How a cash-focused culture helps manage expenses
As the economy recovers and businesses loosen their purse strings, Brendan Flattery puts forward a cultural template to help finance managers retain control on spending.
Maintaining positive cash flow will always be the ultimate aim of any finance team.
Ensuring the business has more money coming in than going out guides every decision and action a finance professional takes. Yet that doesn’t always mean taking care of cash is front of mind in the wider team. Especially when it comes to expenses.
According to the latest expenses report Access published, business expenses nosedived during the past 12 months. On average medium to large businesses in the UK spent £49,000 per month less on travel, accommodation and office running costs during the first lockdown.
Yet as people head back to the office and economic activity recovers, businesses still have to be mindful of those expenses creeping back up.
For finance teams and accountants, the reduced spending during lockdown will have given them food for thought on how they can improve spend management before expenses rise again. The pandemic may have restricted their scope for action on this front, but there have been opportunities to make positive change happen.

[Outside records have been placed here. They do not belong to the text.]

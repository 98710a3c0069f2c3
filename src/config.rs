//! Layered configuration for the launcher agent.
//!
//! Sources, lowest precedence first:
//! - Default values
//! - `autolaunch.toml` next to the executable (or `--config <PATH>`)
//! - Environment variable overrides
//!
//! Running without any configuration watches `<home>/Downloads` for `.nfp`
//! files and logs to `logfile.log` beside the executable.
//!
//! # Environment Variables
//!
//! Environment variables must be prefixed with `AUTOLAUNCH_` and use double
//! underscores to separate nested levels:
//! - `AUTOLAUNCH_WATCH__EXTENSION=pdf` sets `watch.extension`
//! - `AUTOLAUNCH_WATCH__DIRECTORY=/tmp/incoming` sets `watch.directory`
//! - `AUTOLAUNCH_LOGGING__DEFAULT=debug` sets `logging.default`

use std::collections::HashMap;
use std::path::{Path, PathBuf};

use figment::Figment;
use figment::providers::{Env, Format, Serialized, Toml};
use serde::{Deserialize, Serialize};
use thiserror::Error;

/// Default settings file name, looked up beside the executable.
pub const CONFIG_FILE_NAME: &str = "autolaunch.toml";

const ENV_PREFIX: &str = "AUTOLAUNCH_";
const EXTENSION_ENV_KEY: &str = "WATCH__EXTENSION";

#[derive(Error, Debug)]
pub enum ConfigError {
    #[error("Failed to load configuration: {0}")]
    Load(#[from] Box<figment::Error>),

    #[error("Failed to render configuration: {0}")]
    Render(#[from] toml::ser::Error),
}

#[derive(Debug, Deserialize, Serialize, Clone, Default)]
pub struct Settings {
    /// Which directory to watch and which files qualify
    #[serde(default)]
    pub watch: WatchConfig,

    /// How qualifying files are opened
    #[serde(default)]
    pub launch: LaunchConfig,

    /// Log sink settings
    #[serde(default)]
    pub logging: LoggingConfig,
}

#[derive(Debug, Deserialize, Serialize, Clone)]
pub struct WatchConfig {
    /// Directory to watch (defaults to the user's Downloads folder)
    #[serde(skip_serializing_if = "Option::is_none")]
    pub directory: Option<PathBuf>,

    /// File extension that triggers a launch, without the leading dot
    #[serde(default = "default_extension")]
    pub extension: String,
}

#[derive(Debug, Deserialize, Serialize, Clone, Default)]
pub struct LaunchConfig {
    /// Program and leading arguments used instead of the platform
    /// default-handler. The file path is appended as the last argument.
    #[serde(skip_serializing_if = "Option::is_none")]
    pub command: Option<Vec<String>>,
}

#[derive(Debug, Deserialize, Serialize, Clone)]
pub struct LoggingConfig {
    /// Log file name, created in the executable's directory
    #[serde(default = "default_log_file_name")]
    pub file_name: String,

    /// Default level for all targets
    #[serde(default = "default_log_level")]
    pub default: String,

    /// Per-target level overrides
    #[serde(default)]
    pub modules: HashMap<String, String>,
}

fn default_extension() -> String {
    "nfp".to_string()
}
fn default_log_file_name() -> String {
    "logfile.log".to_string()
}
fn default_log_level() -> String {
    "info".to_string()
}

impl Default for WatchConfig {
    fn default() -> Self {
        Self {
            directory: None,
            extension: default_extension(),
        }
    }
}

impl Default for LoggingConfig {
    fn default() -> Self {
        Self {
            file_name: default_log_file_name(),
            default: default_log_level(),
            modules: HashMap::new(),
        }
    }
}

impl WatchConfig {
    /// Configured extension with any leading dot removed.
    pub fn target_extension(&self) -> &str {
        self.extension.trim_start_matches('.')
    }
}

impl LoggingConfig {
    /// `EnvFilter` directive built from the default level and module overrides.
    pub fn filter_directive(&self) -> String {
        let mut filter_str = self.default.clone();
        for (module, level) in &self.modules {
            filter_str.push_str(&format!(",{module}={level}"));
        }
        filter_str
    }
}

/// `AUTOLAUNCH_WATCH__EXTENSION` taken verbatim, minus optional surrounding quotes.
fn raw_env_extension() -> Option<String> {
    let raw = std::env::var(format!("{ENV_PREFIX}{EXTENSION_ENV_KEY}")).ok()?;
    let unquoted = raw
        .strip_prefix('"')
        .and_then(|r| r.strip_suffix('"'))
        .unwrap_or(&raw);
    Some(unquoted.to_string())
}

impl Settings {
    /// Load configuration from the default location beside the executable.
    ///
    /// A missing settings file is not an error; defaults and environment
    /// variables still apply.
    pub fn load() -> Result<Self, ConfigError> {
        let config_path = Self::default_config_path()
            .unwrap_or_else(|| PathBuf::from(CONFIG_FILE_NAME));
        Self::load_from(config_path)
    }

    /// Load configuration from a specific file
    pub fn load_from(path: impl AsRef<Path>) -> Result<Self, ConfigError> {
        let mut figment = Figment::new()
            .merge(Serialized::defaults(Settings::default()))
            .merge(Toml::file(path.as_ref()))
            .merge(Env::prefixed(ENV_PREFIX).split("__"));

        // Env values are parsed, so `001` would arrive as the integer 1
        if let Some(extension) = raw_env_extension() {
            figment = figment.merge(Serialized::default("watch.extension", extension));
        }

        let settings = figment.extract().map_err(Box::new)?;
        Ok(settings)
    }

    /// `autolaunch.toml` in the executable's directory, if that can be determined.
    pub fn default_config_path() -> Option<PathBuf> {
        let exe = std::env::current_exe().ok()?;
        Some(exe.parent()?.join(CONFIG_FILE_NAME))
    }

    /// Render the effective configuration as TOML.
    pub fn to_toml(&self) -> Result<String, ConfigError> {
        Ok(toml::to_string_pretty(self)?)
    }
}

#[cfg(test)]
mod tests {
    use super::*;
    use std::fs;
    use tempfile::TempDir;

    #[test]
    fn test_default_settings() {
        let settings = Settings::default();
        assert_eq!(settings.watch.directory, None);
        assert_eq!(settings.watch.extension, "nfp");
        assert_eq!(settings.launch.command, None);
        assert_eq!(settings.logging.file_name, "logfile.log");
        assert_eq!(settings.logging.default, "info");
    }

    #[test]
    fn test_missing_file_uses_defaults() {
        let temp_dir = TempDir::new().unwrap();
        let settings = Settings::load_from(temp_dir.path().join("absent.toml")).unwrap();
        assert_eq!(settings.watch.extension, "nfp");
        assert_eq!(settings.logging.file_name, "logfile.log");
    }

    #[test]
    fn test_load_from_toml() {
        let temp_dir = TempDir::new().unwrap();
        let config_path = temp_dir.path().join("autolaunch.toml");

        let toml_content = r#"
[watch]
directory = "/srv/incoming"
extension = "pdf"

[launch]
command = ["evince", "--fullscreen"]

[logging]
file_name = "agent.log"
default = "warn"

[logging.modules]
autolaunch = "debug"
"#;

        fs::write(&config_path, toml_content).unwrap();

        let settings = Settings::load_from(&config_path).unwrap();
        assert_eq!(settings.watch.directory, Some(PathBuf::from("/srv/incoming")));
        assert_eq!(settings.watch.extension, "pdf");
        assert_eq!(
            settings.launch.command,
            Some(vec!["evince".to_string(), "--fullscreen".to_string()])
        );
        assert_eq!(settings.logging.file_name, "agent.log");
        assert_eq!(settings.logging.filter_directive(), "warn,autolaunch=debug");
    }

    #[test]
    fn test_partial_config() {
        let temp_dir = TempDir::new().unwrap();
        let config_path = temp_dir.path().join("autolaunch.toml");

        fs::write(&config_path, "[watch]\nextension = \"torrent\"\n").unwrap();

        let settings = Settings::load_from(&config_path).unwrap();

        // Modified value
        assert_eq!(settings.watch.extension, "torrent");

        // Defaults still present
        assert_eq!(settings.watch.directory, None);
        assert_eq!(settings.logging.default, "info");
    }

    #[test]
    fn test_invalid_toml_is_an_error() {
        let temp_dir = TempDir::new().unwrap();
        let config_path = temp_dir.path().join("autolaunch.toml");

        fs::write(&config_path, "[watch\nextension = ").unwrap();

        assert!(matches!(
            Settings::load_from(&config_path),
            Err(ConfigError::Load(_))
        ));
    }

    #[test]
    fn test_target_extension_strips_dot() {
        let mut watch = WatchConfig::default();
        assert_eq!(watch.target_extension(), "nfp");

        watch.extension = ".nfp".to_string();
        assert_eq!(watch.target_extension(), "nfp");
    }

    #[test]
    fn test_to_toml_round_trips() {
        let mut settings = Settings::default();
        settings.watch.extension = "pdf".to_string();

        let rendered = settings.to_toml().unwrap();
        assert!(rendered.contains("[watch]"));
        assert!(rendered.contains("extension = \"pdf\""));
        assert!(!rendered.contains("directory"));

        let temp_dir = TempDir::new().unwrap();
        let config_path = temp_dir.path().join("autolaunch.toml");
        fs::write(&config_path, rendered).unwrap();

        let loaded = Settings::load_from(&config_path).unwrap();
        assert_eq!(loaded.watch.extension, "pdf");
    }
}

According to our pain points survey of 1,000 finance professionals working in the UK, more than a third of respondents said maintaining cashflow was their biggest challenge (apart from the impact of Brexit and Covid-19) for 2021. Of course, expenses management is only one element of cashflow - but introducing a cash-focused culture could help reduce overall expenses costs and optimise their value to the business.
Typically, a finance team manages its cash and expenses by running yearly, quarterly or monthly reports on what has been spent, who’s spending it and where it’s going. Yet for progressive finance teams and advisers, looking forward rather than back holds the key to expenses management.
According to the analyst IDC, more than half of best-run finance teams are adopting innovative technology to help the business move away from reactive spending. This is echoed by the respondents to our survey, two-thirds of whom said they expect to adopt accounting tech to support their roles this year. This included 24% per who said cloud accounting could hold the key to their expenses management.
Cloud-based analytics can help finance teams better understand their business's expenses ahead of time, so they can factor this into forward plans.
Using analytics, finance teams can ensure everyone from from sales and marketing, to procurement and HR has a clear picture of expenses spend within their division - enabling them to budget and plan ahead more effectively. This helps to create a cash consciousness across the business from the top down.
Although the right tools and data can help you as a business better predict, plan and understand where expenses spending is likely to add up, if the team on the ground don’t have the same care for cash it can be difficult to implement your strategy.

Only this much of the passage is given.